Correct protein folding is essential for the functioning of living cells and organisms. Many human diseases are associated with protein misfolding and aggregation, which lead to toxicity and cell death by largely unknown mechanisms. The Sinnige lab is a new team within the section Membrane Biochemistry & Biophysics at the Bijvoet Centre for Biomolecular Research, and is currently seeking two highly motivated and enthusiastic PhD candidates to investigate the molecular mechanisms of protein aggregation in vivo using C. elegans as a model organism.

Project 1 explores the fundamental biophysical properties of aggregation-prone proteins within a living organism. You will make use of C. elegans expressing fluorescently labelled polyglutamine, which is related to Huntington’s disease, and track the kinetics of protein aggregation by microscopy as the animal is ageing. Quantitative analysis of the aggregation kinetics in different genetic backgrounds will allow you to address key questions in the field regarding the mechanisms of protein aggregation in a living animal. For example, why are some cell types more vulnerable to protein aggregation than others? What causes molecular chaperones to fail in preventing protein aggregation?

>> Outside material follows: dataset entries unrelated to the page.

use crate::config::ScaleConfig;
use crate::error::LogError;
use crate::input::HourInput;
use crate::model::day::Day;
use crate::repository::{DayRepository, StoreError};
use crate::service::day_service::DayService;
use chrono::NaiveDate;
use std::cell::{Cell, RefCell};
use std::collections::BTreeMap;

#[derive(Default)]
struct MockDayRepo {
    days: RefCell<BTreeMap<String, Day>>,
    saves: Cell<usize>,
    fail_loads: bool,
}

impl DayRepository for MockDayRepo {
    fn load(&self, key: &str) -> Result<Day, StoreError> {
        if self.fail_loads {
            return Err(StoreError::Corrupt("broken".to_string()));
        }
        self.days
            .borrow()
            .get(key)
            .cloned()
            .ok_or_else(|| StoreError::NotFound(key.to_string()))
    }

    fn save(&self, key: &str, day: &Day) -> Result<(), StoreError> {
        self.saves.set(self.saves.get() + 1);
        self.days.borrow_mut().insert(key.to_string(), day.clone());
        Ok(())
    }

    fn list_keys(&self) -> Result<Vec<String>, StoreError> {
        Ok(self.days.borrow().keys().cloned().collect())
    }
}

fn date() -> NaiveDate {
    NaiveDate::from_ymd_opt(2022, 7, 4).unwrap()
}

fn input(program: u8, strength: u8, pain: u8) -> HourInput {
    HourInput { program, strength, pain }
}

fn service() -> DayService<MockDayRepo> {
    DayService::new(MockDayRepo::default(), ScaleConfig::default())
}

#[test]
fn test_open_unknown_date_gives_empty_day() {
    let service = service();
    let day = service.open(date()).unwrap();
    assert_eq!(day.date(), date());
    assert_eq!(day.recorded_hours(), 0);
    assert_eq!(*day.scales(), ScaleConfig::default());
    assert!(service.get_day(date()).unwrap().is_none());
}

#[test]
fn test_open_uses_configured_scales_for_new_days() {
    let scales = ScaleConfig { program_max: 8, strength_max: 20, pain_max: 10 };
    let service = DayService::new(MockDayRepo::default(), scales);
    let day = service.record_hour(date(), 3, input(8, 20, 2)).unwrap();
    assert_eq!(*day.scales(), scales);
}

#[test]
fn test_record_hour_persists() {
    let service = service();
    service.record_hour(date(), 14, input(2, 7, 4)).unwrap();

    let stored = service.get_day(date()).unwrap().unwrap();
    let rec = stored.get_hour(14).unwrap().unwrap();
    assert_eq!((rec.program(), rec.strength(), rec.pain()), (2, 7, 4));
    assert_eq!(service.list_dates().unwrap(), vec![date()]);
}

#[test]
fn test_invalid_change_is_not_saved() {
    let service = service();
    let err = service.record_hour(date(), 14, input(9, 7, 4)).unwrap_err();
    assert!(matches!(err.downcast_ref::<LogError>(), Some(LogError::Validation { .. })));

    let err = service.copy_forward(date(), 20, 10).unwrap_err();
    assert!(err.downcast_ref::<LogError>().unwrap().is_out_of_range());

    assert_eq!(service.repo_saves(), 0);
    assert!(service.get_day(date()).unwrap().is_none());
}

#[test]
fn test_copy_forward_and_clear_round_trip() {
    let service = service();
    service.record_hour(date(), 1, input(0, 0, 0)).unwrap();
    let day = service.copy_forward(date(), 1, 5).unwrap();
    assert_eq!(day.recorded_hours(), 6);

    let day = service.clear_hour(date(), 3).unwrap();
    assert_eq!(day.get_hour(3).unwrap(), None);
    assert_eq!(service.get_day(date()).unwrap().unwrap().recorded_hours(), 5);

    let day = service.clear_day(date()).unwrap();
    assert_eq!(day.recorded_hours(), 0);
    assert_eq!(service.get_day(date()).unwrap().unwrap().recorded_hours(), 0);
}

#[test]
fn test_load_failure_surfaces() {
    let repo = MockDayRepo { fail_loads: true, ..Default::default() };
    let service = DayService::new(repo, ScaleConfig::default());
    assert!(service.open(date()).is_err());
    assert!(service.record_hour(date(), 1, input(1, 1, 1)).is_err());
}

impl DayService<MockDayRepo> {
    fn repo_saves(&self) -> usize {
        self.repo().saves.get()
    }
}
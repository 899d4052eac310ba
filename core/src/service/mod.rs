pub mod day_service;
pub mod dto;

#[cfg(test)]
mod day_service_test;
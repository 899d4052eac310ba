pub mod config;
pub mod error;
pub mod input;
pub mod model;
pub mod repository;
pub mod service;
pub mod time;

pub use config::{AppConfig, ConfigError, ScaleConfig};
pub use error::{LogError, LogResult};
pub use input::{expand_key, parse_args, parse_hour_input, HourInput, ParsedInput};
pub use model::day::{Day, HourMap, HOURS_PER_DAY};
pub use model::hour::{slot_status, Field, HourRecord, HourStatus, Setting};
pub use model::stats::{
    category_counts, field_stats, setting_counts, sleep_awake_split, summarize, DaySummary,
    FieldStats, SleepSplit,
};
pub use repository::{DayRepository, FileDayRepository, StoreError};
pub use service::day_service::DayService;
pub use service::dto::{describe, hour_views, HourView};
pub use time::{date_key, hour_label, parse_date_key, parse_human_date};
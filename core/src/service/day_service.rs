use anyhow::{Context, Result};
use chrono::NaiveDate;
use tracing::{debug, info};

use crate::config::ScaleConfig;
use crate::input::HourInput;
use crate::model::day::Day;
use crate::repository::DayRepository;
use crate::time::{date_key, parse_date_key};

/// Load, change and save whole days through a [`DayRepository`].
///
/// Every mutating call is one read-modify-write. If the change itself fails
/// validation nothing is written.
pub struct DayService<R: DayRepository> {
    repo: R,
    scales: ScaleConfig,
}

impl<R: DayRepository> DayService<R> {
    pub fn new(repo: R, scales: ScaleConfig) -> Self {
        Self { repo, scales }
    }

    pub fn repo(&self) -> &R {
        &self.repo
    }

    pub fn get_day(&self, date: NaiveDate) -> Result<Option<Day>> {
        match self.repo.load(&date_key(date)) {
            Ok(day) => Ok(Some(day)),
            Err(e) if e.is_not_found() => Ok(None),
            Err(e) => Err(e).with_context(|| format!("Failed to load {}", date)),
        }
    }

    /// The stored day, or a new empty one using the configured scales.
    pub fn open(&self, date: NaiveDate) -> Result<Day> {
        Ok(self.get_day(date)?.unwrap_or_else(|| {
            debug!(%date, "no stored day, starting empty");
            Day::new(date, self.scales)
        }))
    }

    pub fn record_hour(&self, date: NaiveDate, hour: usize, input: HourInput) -> Result<Day> {
        self.update(date, |day| {
            day.set_hour(hour, input.program, input.strength, input.pain)?;
            Ok(())
        })
    }

    pub fn clear_hour(&self, date: NaiveDate, hour: usize) -> Result<Day> {
        self.update(date, |day| {
            day.clear_hour(hour)?;
            Ok(())
        })
    }

    pub fn clear_day(&self, date: NaiveDate) -> Result<Day> {
        self.update(date, |day| {
            day.clear_all();
            Ok(())
        })
    }

    pub fn copy_forward(&self, date: NaiveDate, source: usize, count: usize) -> Result<Day> {
        self.update(date, |day| {
            day.copy_forward(source, count)?;
            Ok(())
        })
    }

    pub fn list_dates(&self) -> Result<Vec<NaiveDate>> {
        self.repo
            .list_keys()?
            .iter()
            .map(|k| parse_date_key(k))
            .collect()
    }

    fn update<F>(&self, date: NaiveDate, change: F) -> Result<Day>
    where
        F: FnOnce(&mut Day) -> Result<()>,
    {
        let mut day = self.open(date)?;
        change(&mut day)?;
        self.repo
            .save(&day.key(), &day)
            .with_context(|| format!("Failed to save {}", date))?;
        info!(%date, recorded = day.recorded_hours(), "day updated");
        Ok(day)
    }
}
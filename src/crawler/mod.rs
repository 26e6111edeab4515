//! Crawler module for page fetching and auditing
//!
//! This module contains the core audit logic, including:
//! - HTTP fetching for sitemaps, robots.txt, pages and asset sizes
//! - HTML parsing and SEO signal extraction
//! - The per-URL audit record
//! - Overall batch coordination

mod auditor;
mod coordinator;
mod fetcher;
mod parser;
mod record;

pub use auditor::{cap_assets, PageAuditor};
pub use coordinator::{run_audit, AuditPlan, Coordinator};
pub use fetcher::{
    build_http_client, build_probe_client, fetch_page, get_text, head_content_length,
    parse_content_length, FetchedText, PageFetch,
};
pub use parser::{parse_page, PageSignals};
pub use record::{Heading, HreflangLink, ImageRef, LinkedAsset, ScriptAsset, UrlAudit};
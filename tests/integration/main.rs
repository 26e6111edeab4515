//! Integration tests for Sitemap-Audit
//!
//! These tests use wiremock to serve robots.txt, sitemaps and pages, and
//! drive the public API end-to-end.

mod common;
mod crawl_tests;
mod report_tests;
mod robots_tests;
mod sitemap_tests;
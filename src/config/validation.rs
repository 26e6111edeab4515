use crate::config::types::{BudgetConfig, Config, CrawlConfig, OutputConfig, UserAgentConfig};
use crate::ConfigError;
use url::Url;

/// Validates the entire configuration
pub fn validate(config: &Config) -> Result<(), ConfigError> {
    validate_crawl_config(&config.crawl)?;
    validate_user_agent_config(&config.user_agent)?;
    validate_output_config(&config.output)?;
    validate_budget_config(&config.budgets)?;
    Ok(())
}

/// Validates crawl configuration
fn validate_crawl_config(config: &CrawlConfig) -> Result<(), ConfigError> {
    let url = Url::parse(&config.start_url).map_err(|e| {
        ConfigError::InvalidUrl(format!("Invalid start URL '{}': {}", config.start_url, e))
    })?;

    if url.scheme() != "http" && url.scheme() != "https" {
        return Err(ConfigError::Validation(format!(
            "Start URL '{}' must use HTTP or HTTPS",
            config.start_url
        )));
    }

    if config.checkpoint_every < 1 {
        return Err(ConfigError::Validation(format!(
            "checkpoint_every must be >= 1, got {}",
            config.checkpoint_every
        )));
    }

    if config.request_timeout_secs < 1 {
        return Err(ConfigError::Validation(format!(
            "request_timeout_secs must be >= 1, got {}",
            config.request_timeout_secs
        )));
    }

    Ok(())
}

/// Validates request identification
fn validate_user_agent_config(config: &UserAgentConfig) -> Result<(), ConfigError> {
    if config.value.trim().is_empty() {
        return Err(ConfigError::Validation(
            "user agent cannot be empty".to_string(),
        ));
    }

    Ok(())
}

/// Validates output configuration
fn validate_output_config(config: &OutputConfig) -> Result<(), ConfigError> {
    for (name, value) in [
        ("results_path", &config.results_path),
        ("issues_path", &config.issues_path),
        ("summary_path", &config.summary_path),
    ] {
        if value.is_empty() {
            return Err(ConfigError::Validation(format!("{} cannot be empty", name)));
        }
    }

    Ok(())
}

/// Validates analysis budgets
fn validate_budget_config(config: &BudgetConfig) -> Result<(), ConfigError> {
    if !(config.gzip_ratio > 0.0 && config.gzip_ratio <= 1.0) {
        return Err(ConfigError::Validation(format!(
            "gzip_ratio must be in (0, 1], got {}",
            config.gzip_ratio
        )));
    }

    Ok(())
}
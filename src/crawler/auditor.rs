//! Page auditor
//!
//! Fetches one page, extracts its SEO signals, and HEAD-probes the sizes of
//! its stylesheets, scripts and fonts. Failures never propagate: a page that
//! cannot be fetched becomes a partial record, an asset that cannot be probed
//! gets `bytes: null`.

use crate::config::{Config, LimitsConfig};
use crate::crawler::fetcher::{fetch_page, head_content_length, PageFetch};
use crate::crawler::parser::{parse_page, PageSignals};
use crate::crawler::record::{LinkedAsset, ScriptAsset, UrlAudit};
use crate::url::dedupe_preserving_order;
use reqwest::Client;
use url::Url;

/// Audits pages with a shared client and fixed settings
#[derive(Debug, Clone)]
pub struct PageAuditor {
    client: Client,
    probe_client: Client,
    accept_language: String,
    limits: LimitsConfig,
}

impl PageAuditor {
    /// Creates an auditor from the run configuration
    ///
    /// `client` fetches pages; `probe_client` sends the asset HEAD requests
    /// and should come from [`build_probe_client`](crate::crawler::build_probe_client).
    pub fn new(client: Client, probe_client: Client, config: &Config) -> Self {
        Self {
            client,
            probe_client,
            accept_language: config.user_agent.accept_language.clone(),
            limits: config.limits.clone(),
        }
    }

    /// Audits a single URL
    ///
    /// # Returns
    ///
    /// Always a record. If the request fails, `status` and `final_url` hold
    /// whatever was received before the failure and all content fields are empty.
    pub async fn audit(&self, url: &str) -> UrlAudit {
        let (status, final_url, body) =
            match fetch_page(&self.client, url, &self.accept_language).await {
                PageFetch::Success {
                    status,
                    final_url,
                    body,
                } => (status, final_url, body),
                PageFetch::BodyError {
                    status,
                    final_url,
                    error,
                } => {
                    tracing::warn!("Failed to read body of {}: {}", url, error);
                    return UrlAudit::failed(url, Some(status), Some(final_url));
                }
                PageFetch::NetworkError { error } => {
                    tracing::warn!("Failed to fetch {}: {}", url, error);
                    return UrlAudit::failed(url, None, None);
                }
            };

        let base_url = match Url::parse(&final_url) {
            Ok(base_url) => base_url,
            Err(e) => {
                tracing::warn!("Unusable final URL {} for {}: {}", final_url, url, e);
                return UrlAudit::failed(url, Some(status), Some(final_url));
            }
        };

        // Parsed synchronously so the DOM is dropped before the HEAD probes
        let signals = parse_page(&body, &base_url);

        self.build_record(url, status, final_url, signals).await
    }

    async fn build_record(
        &self,
        url: &str,
        status: u16,
        final_url: String,
        signals: PageSignals,
    ) -> UrlAudit {
        let mut css = Vec::new();
        for href in cap_assets(signals.stylesheets, self.limits.max_css) {
            let bytes = head_content_length(&self.probe_client, &href).await;
            css.push(LinkedAsset { href, bytes });
        }

        let mut js = Vec::new();
        for src in cap_assets(signals.scripts, self.limits.max_js) {
            let bytes = head_content_length(&self.probe_client, &src).await;
            js.push(ScriptAsset { src, bytes });
        }

        let mut fonts = Vec::new();
        for href in cap_assets(signals.fonts, self.limits.max_fonts) {
            let bytes = head_content_length(&self.probe_client, &href).await;
            fonts.push(LinkedAsset { href, bytes });
        }

        let mut images = signals.images;
        for image in images.iter_mut().take(self.limits.max_images_probed) {
            image.bytes = head_content_length(&self.probe_client, &image.src).await;
        }

        UrlAudit {
            url: url.to_string(),
            status: Some(status),
            final_url: Some(final_url),
            title: signals.title,
            description: signals.description,
            h1: signals.h1,
            headings: signals.headings,
            word_count: signals.word_count,
            images,
            css,
            js,
            fonts,
            schema_types: signals.schema_types,
            hreflang: signals.hreflang,
            canonical: signals.canonical,
            meta_robots: signals.meta_robots,
            open_graph: signals.open_graph,
            lang: signals.lang,
        }
    }
}

/// De-duplicates asset URLs and keeps at most `max` of them
pub fn cap_assets(urls: Vec<String>, max: usize) -> Vec<String> {
    let mut unique = dedupe_preserving_order(urls);
    unique.truncate(max);
    unique
}

#[cfg(test)]
mod tests {
    use super::*;
    use crate::crawler::{build_http_client, build_probe_client};

    #[test]
    fn test_cap_assets_dedupes_before_capping() {
        let urls = vec!["a", "b", "a", "c", "d"]
            .into_iter()
            .map(String::from)
            .collect();
        assert_eq!(cap_assets(urls, 3), vec!["a", "b", "c"]);
    }

    #[test]
    fn test_cap_assets_zero() {
        let urls = vec!["a".to_string()];
        assert!(cap_assets(urls, 0).is_empty());
    }

    #[tokio::test]
    async fn test_unreachable_page_yields_partial_record() {
        let config = Config::default();
        let auditor = PageAuditor::new(
            build_http_client(&config).unwrap(),
            build_probe_client(&config).unwrap(),
            &config,
        );

        let record = auditor.audit("http://127.0.0.1:1/page").await;

        assert_eq!(record.url, "http://127.0.0.1:1/page");
        assert_eq!(record.status, None);
        assert_eq!(record.final_url, None);
        assert_eq!(record.title, None);
        assert_eq!(record.description, None);
        assert_eq!(record.h1, None);
        assert_eq!(record.canonical, None);
        assert_eq!(record.meta_robots, None);
        assert_eq!(record.lang, None);
        assert!(record.headings.is_empty());
        assert!(record.css.is_empty());
    }
}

Project 2 addresses the mechanisms of protein aggregation in relation to biological membranes. A variety of disease-associated peptides and proteins are known to interact with cellular membranes, which play an important yet poorly understood role in the aggregation mechanism. You will use existing transgenic C. elegans models, and create novel ones to uncover the features of membrane-associated protein aggregation using fluorescence microscopy and biochemical methods. The use of C. elegans furthermore allows you to observe the behaviour of the animals (e.g. movement, response to chemicals) to assess the toxicity caused by protein aggregation. You will also use these approaches to test small molecules that have the potential to interfere with protein-membrane interactions and the aggregation process, thereby reducing the toxic effects.